Reproduce the first line of the entries that follow and each later line, word for word, ending with the one containing "let mut pos = from;".

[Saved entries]
____________

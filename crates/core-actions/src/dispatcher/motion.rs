//! Caret movement.
//!
//! [`land`] computes where a motion ends without touching the host, so the
//! same code serves plain movement, selection extension and operator ranges.
//! Counts are applied here; the text primitives each take one step.

use super::{ExecError, anchor, caret_pos, last_char_offset};
use crate::Interpreter;
use core_state::{CharSearch, Host, LastSearch, Mode, MotionKind, Region, ScrollAlign, SessionState};
use core_text::motion as text_motion;
use core_text::text_object::ObjectScope;
use core_text::{Buffer, Position, grapheme, search};
use tracing::trace;

/// Who the landing is for. Anything but a plain caret may rest one past the
/// last grapheme of a line.
#[derive(Debug, Clone, Copy, PartialEq, Eq)]
pub(crate) enum Context {
    Caret,
    Typing,
    Operator,
}

#[derive(Debug, Clone, Copy, PartialEq, Eq)]
pub(crate) struct Landing {
    pub pos: Position,
    /// Column to remember for following vertical motions.
    pub xpos: Option<usize>,
}

impl Landing {
    fn at(pos: Position) -> Self {
        Self { pos, xpos: None }
    }
}

fn as_u32(n: usize) -> u32 {
    u32::try_from(n).unwrap_or(u32::MAX)
}

/// Where `motion` repeated `count` times takes a caret at `from`.
#[allow(clippy::too_many_arguments)]
pub(crate) fn land(
    st: &mut SessionState,
    host: &dyn Host,
    motion: &MotionKind,
    count: Option<usize>,
    from: Position,
    xpos: Option<usize>,
    ctx: Context,
) -> Result<Landing, ExecError> {
    let buf = host.text();
    let n = count.unwrap_or(1).max(1);
    let eol = ctx != Context::Caret;
    let mut pos = from;
    let landing = match motion {
        MotionKind::Left { wrap } => {
            let mut moved = false;
            for _ in 0..n {
                if text_motion::left(buf, &mut pos) {
                    moved = true;
                } else if *wrap && pos.line > 0 {
                    pos.line -= 1;
                    let content = buf.line_content(pos.line);
                    pos.byte = if eol { content.len() } else { grapheme::last_boundary(&content) };
                    moved = true;
                } else {
                    break;
                }
            }
            if !moved {
                return Err(ExecError::MotionFailed);
            }
            Landing::at(pos)
        }
        MotionKind::Right { wrap } => {
            let mut moved = false;
            for _ in 0..n {
                if text_motion::right(buf, &mut pos, eol) {
                    moved = true;
                } else if *wrap && pos.line < buf.last_line() {
                    pos = Position::new(pos.line + 1, 0);
                    moved = true;
                } else {
                    break;
                }
            }
            if !moved {
                // `l` on the last grapheme still covers it for an operator.
                if ctx == Context::Operator && buf.grapheme_at(pos).is_some() {
                    let content = buf.line_content(pos.line);
                    pos.byte = grapheme::next_boundary(&content, pos.byte);
                } else {
                    return Err(ExecError::MotionFailed);
                }
            }
            Landing::at(pos)
        }
        MotionKind::Up | MotionKind::Down => {
            let down = matches!(motion, MotionKind::Down);
            let edge = if down { buf.last_line() } else { 0 };
            if from.line == edge {
                return Err(ExecError::MotionFailed);
            }
            let allow_eol = ctx == Context::Typing;
            let mut sticky = xpos;
            for _ in 0..n {
                sticky = if down {
                    text_motion::down(buf, &mut pos, sticky, allow_eol)
                } else {
                    text_motion::up(buf, &mut pos, sticky, allow_eol)
                };
            }
            Landing { pos, xpos: sticky }
        }
        MotionKind::WordForward { big } => {
            for _ in 0..n {
                let before = pos;
                text_motion::word_forward(buf, &mut pos, *big);
                if pos == before {
                    break;
                }
            }
            Landing::at(pos)
        }
        MotionKind::WordBackward { big } => {
            for _ in 0..n {
                let before = pos;
                text_motion::word_backward(buf, &mut pos, *big);
                if pos == before {
                    break;
                }
            }
            Landing::at(pos)
        }
        MotionKind::WordEnd { big } => {
            for _ in 0..n {
                let before = pos;
                text_motion::word_end(buf, &mut pos, *big);
                if pos == before {
                    break;
                }
            }
            Landing::at(pos)
        }
        MotionKind::LineStart => Landing::at(Position::new(from.line, 0)),
        MotionKind::FirstNonBlank => Landing::at(text_motion::first_non_blank(buf, from.line)),
        MotionKind::LineEnd => {
            let line = (from.line + n - 1).min(buf.last_line());
            let content = buf.line_content(line);
            let byte = if ctx == Context::Typing {
                content.len()
            } else {
                grapheme::last_boundary(&content)
            };
            Landing {
                pos: Position::new(line, byte),
                xpos: Some(usize::MAX),
            }
        }
        MotionKind::Column => {
            let content = buf.line_content(from.line);
            let byte = grapheme::byte_for_visual_col(&content, n - 1, false);
            Landing {
                pos: Position::new(from.line, byte),
                xpos: Some(n - 1),
            }
        }
        MotionKind::FirstNonBlankDown { skip_current } => {
            let step = if *skip_current { n } else { n - 1 };
            if step > 0 && from.line == buf.last_line() {
                return Err(ExecError::MotionFailed);
            }
            let line = (from.line + step).min(buf.last_line());
            Landing::at(text_motion::first_non_blank(buf, line))
        }
        MotionKind::FirstNonBlankUp => {
            if from.line == 0 {
                return Err(ExecError::MotionFailed);
            }
            Landing::at(text_motion::first_non_blank(buf, from.line.saturating_sub(n)))
        }
        MotionKind::GotoLine { default_last } => {
            let line = match count {
                Some(c) => c.saturating_sub(1).min(buf.last_line()),
                None if *default_last => buf.last_line(),
                None => 0,
            };
            Landing::at(text_motion::first_non_blank(buf, line))
        }
        MotionKind::FindChar(search) => {
            st.last_char_search = Some(*search);
            Landing::at(find_char(buf, from, *search, n, false)?)
        }
        MotionKind::RepeatCharSearch { reverse } => {
            let last = st.last_char_search.ok_or(ExecError::MotionFailed)?;
            let search = if *reverse { last.reversed() } else { last };
            Landing::at(find_char(buf, from, search, n, true)?)
        }
        MotionKind::MatchPair => {
            Landing::at(text_motion::match_pair(buf, from).ok_or(ExecError::MotionFailed)?)
        }
        MotionKind::ParagraphForward => {
            for _ in 0..n {
                text_motion::paragraph_forward(buf, &mut pos);
            }
            Landing::at(pos)
        }
        MotionKind::ParagraphBackward => {
            for _ in 0..n {
                text_motion::paragraph_backward(buf, &mut pos);
            }
            Landing::at(pos)
        }
        MotionKind::ScreenTop | MotionKind::ScreenMiddle | MotionKind::ScreenBottom => {
            let (first, last) = host.viewport_extent();
            let last = last.min(buf.last_line());
            let first = first.min(last);
            let line = match motion {
                MotionKind::ScreenTop => (first + n - 1).min(last),
                MotionKind::ScreenBottom => last.saturating_sub(n - 1).max(first),
                _ => first + (last - first) / 2,
            };
            Landing::at(text_motion::first_non_blank(buf, line))
        }
        MotionKind::HalfPageDown | MotionKind::HalfPageUp => {
            let (first, last) = host.viewport_extent();
            let height = last.saturating_sub(first) + 1;
            let amount = count.unwrap_or((height / 2).max(1));
            let down = matches!(motion, MotionKind::HalfPageDown);
            if (down && from.line == buf.last_line()) || (!down && from.line == 0) {
                return Err(ExecError::MotionFailed);
            }
            let line = if down {
                (from.line + amount).min(buf.last_line())
            } else {
                from.line.saturating_sub(amount)
            };
            let sticky = xpos.unwrap_or_else(|| text_motion::current_col(buf, &from));
            let content = buf.line_content(line);
            Landing {
                pos: Position::new(line, grapheme::byte_for_visual_col(&content, sticky, false)),
                xpos: Some(sticky),
            }
        }
        MotionKind::Search { forward, pattern } => {
            let pattern = if pattern.is_empty() {
                st.last_search
                    .as_ref()
                    .map(|s| s.pattern.clone())
                    .ok_or_else(|| ExecError::Message("E35: No previous regular expression".into()))?
            } else {
                pattern.clone()
            };
            st.last_search = Some(LastSearch {
                pattern: pattern.clone(),
                forward: *forward,
            });
            Landing::at(search_from(host, from, &pattern, *forward, n)?)
        }
        MotionKind::SearchNext { reverse } => {
            let last = st
                .last_search
                .clone()
                .ok_or_else(|| ExecError::Message("E35: No previous regular expression".into()))?;
            Landing::at(search_from(host, from, &last.pattern, last.forward != *reverse, n)?)
        }
        MotionKind::SearchWord { forward } => {
            let word = search::word_at(buf, from)
                .ok_or_else(|| ExecError::Message("E348: No string under cursor".into()))?;
            let pattern = search::word_pattern(&word);
            st.last_search = Some(LastSearch {
                pattern: pattern.clone(),
                forward: *forward,
            });
            Landing::at(search_from(host, from, &pattern, *forward, n)?)
        }
        MotionKind::MarkJump { mark, linewise } => {
            let target = st
                .marks
                .get(mark)
                .copied()
                .ok_or_else(|| ExecError::Message("E20: Mark not set".into()))?;
            let line = target.line.min(buf.last_line());
            if *linewise {
                Landing::at(text_motion::first_non_blank(buf, line))
            } else {
                let mut p = Position::new(line, target.byte);
                text_motion::normalize_normal_mode_position(buf, &mut p);
                Landing::at(p)
            }
        }
        MotionKind::Object { .. } | MotionKind::CurrentLine { .. } => {
            panic!("`{motion:?}` has no landing position")
        }
    };
    if motion.is_jump() && landing.pos != from {
        st.marks.insert('\'', from);
        st.marks.insert('`', from);
    }
    trace!(target: "actions.motion", ?motion, ?from, to = ?landing.pos, "landed");
    Ok(landing)
}

fn find_char(buf: &Buffer, from: Position, search: CharSearch, n: usize, repeat: bool) -> Result<Position, ExecError> {
    text_motion::find_in_line(buf, from, search.target, search.forward, search.till, as_u32(n), repeat)
        .ok_or(ExecError::MotionFailed)
}

fn search_from(host: &dyn Host, from: Position, pattern: &str, forward: bool, n: usize) -> Result<Position, ExecError> {
    let buf = host.text();
    let re = search::compile(pattern, host.get_bool("ignorecase", false))
        .map_err(|_| ExecError::Message(format!("E383: Invalid search string: {pattern}")))?;
    let wrap = host.get_bool("wrapscan", true);
    let mut at = buf.offset_of(from);
    for _ in 0..n {
        at = search::find_next(buf, at, &re, forward, wrap)
            .ok_or_else(|| ExecError::Message(format!("E486: Pattern not found: {pattern}")))?;
    }
    Ok(buf.position_of(at))
}

impl Interpreter {
    pub(super) fn exec_motion(
        &mut self,
        st: &mut SessionState,
        host: &mut dyn Host,
        motion: &MotionKind,
        count: Option<usize>,
        xpos: Option<usize>,
    ) -> Result<(), ExecError> {
        if let MotionKind::Object { kind, scope } = motion {
            return select_object(st, host, *kind, *scope, count);
        }
        let ctx = if st.mode.is_typing() { Context::Typing } else { Context::Caret };
        let from = caret_pos(host);
        let mut landing = land(st, host, motion, count, from, xpos.or(st.xpos), ctx)?;
        if ctx == Context::Caret {
            text_motion::normalize_normal_mode_position(host.text(), &mut landing.pos);
        }
        st.xpos = landing.xpos;
        let offset = host.text().offset_of(landing.pos);
        if st.mode.has_selection() {
            let a = anchor(host);
            host.set_selections(vec![Region::new(a, offset)]);
        } else {
            host.set_selections(vec![Region::caret(offset)]);
        }
        host.scroll_to(offset, ScrollAlign::Visible);
        Ok(())
    }

    pub(super) fn set_mark(&mut self, st: &mut SessionState, host: &mut dyn Host, mark: char) -> Result<(), ExecError> {
        if !(mark.is_ascii_alphabetic() || mark == '\'' || mark == '`') {
            return Err(ExecError::Message(
                "E191: Argument must be a letter or forward/backward quote".into(),
            ));
        }
        st.marks.insert(mark, caret_pos(host));
        Ok(())
    }
}

/// Select a text object around the caret. Only meaningful with a selection;
/// operators resolve objects themselves.
fn select_object(
    st: &mut SessionState,
    host: &mut dyn Host,
    kind: core_text::text_object::TextObjectKind,
    scope: ObjectScope,
    count: Option<usize>,
) -> Result<(), ExecError> {
    if !st.mode.has_selection() {
        return Err(ExecError::MotionFailed);
    }
    let buf = host.text();
    let caret = buf.offset_of(caret_pos(host));
    let span = kind
        .resolve(buf, caret, scope, as_u32(count.unwrap_or(1)))
        .ok_or(ExecError::MotionFailed)?;
    if span.start >= span.end {
        return Err(ExecError::MotionFailed);
    }
    let end = last_char_offset(buf, span.end);
    if span.linewise && st.mode == Mode::Visual {
        st.set_mode(Mode::VisualLine);
    }
    host.set_selections(vec![Region::new(span.start, end)]);
    host.scroll_to(end, ScrollAlign::Visible);
    Ok(())
}

#[cfg(test)]
mod tests {
    use super::*;

    fn buf(text: &str) -> Buffer {
        Buffer::from_str("t", text).unwrap()
    }

    #[test]
    fn repeated_till_skips_the_adjacent_match() {
        let b = buf("a.b.c\n");
        let search = CharSearch {
            forward: true,
            till: true,
            target: '.',
        };
        let first = find_char(&b, Position::new(0, 0), search, 1, false).unwrap();
        assert_eq!(first, Position::new(0, 0));
        let again = find_char(&b, first, search, 1, true).unwrap();
        assert_eq!(again, Position::new(0, 2));
    }
}
//! Basic service logging example.
//!
//! Run with:
//! ```bash
//! cargo run --example basic
//! ```

use svclog::{Config, Log, Logger, fields};

fn main() -> Result<(), Box<dyn std::error::Error>> {
    let config = Config::new("inventory")
        .with_level("debug")
        .with_default_field("region", "eu-west-1");
    let logger = Logger::try_new(&config)?;

    logger.debug("warming caches");
    logger.info("service started");

    // One entry per request, carrying its own fields
    let request = logger.with_fields(fields! { "req_id" => "8f2c", "path" => "/items" });
    request.info(svclog::message!["found", 12, "items"]);
    request.warn("slow query");

    Ok(())
}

____________

_Solution to the exercise_:
filename crates/core-actions/src/dispatcher/motion.rs
//! Caret movement.
//!
//! [`land`] computes where a motion ends without touching the host, so the
//! same code serves plain movement, selection extension and operator ranges.
//! Counts are applied here; the text primitives each take one step.

use super::{ExecError, anchor, caret_pos, last_char_offset};
use crate::Interpreter;
use core_state::{CharSearch, Host, LastSearch, Mode, MotionKind, Region, ScrollAlign, SessionState};
use core_text::motion as text_motion;
use core_text::text_object::ObjectScope;
use core_text::{Buffer, Position, grapheme, search};
use tracing::trace;

/// Who the landing is for. Anything but a plain caret may rest one past the
/// last grapheme of a line.
#[derive(Debug, Clone, Copy, PartialEq, Eq)]
pub(crate) enum Context {
    Caret,
    Typing,
    Operator,
}

#[derive(Debug, Clone, Copy, PartialEq, Eq)]
pub(crate) struct Landing {
    pub pos: Position,
    /// Column to remember for following vertical motions.
    pub xpos: Option<usize>,
}

impl Landing {
    fn at(pos: Position) -> Self {
        Self { pos, xpos: None }
    }
}

fn as_u32(n: usize) -> u32 {
    u32::try_from(n).unwrap_or(u32::MAX)
}

/// Where `motion` repeated `count` times takes a caret at `from`.
#[allow(clippy::too_many_arguments)]
pub(crate) fn land(
    st: &mut SessionState,
    host: &dyn Host,
    motion: &MotionKind,
    count: Option<usize>,
    from: Position,
    xpos: Option<usize>,
    ctx: Context,
) -> Result<Landing, ExecError> {
    let buf = host.text();
    let n = count.unwrap_or(1).max(1);
    let eol = ctx != Context::Caret;
    let mut pos = from;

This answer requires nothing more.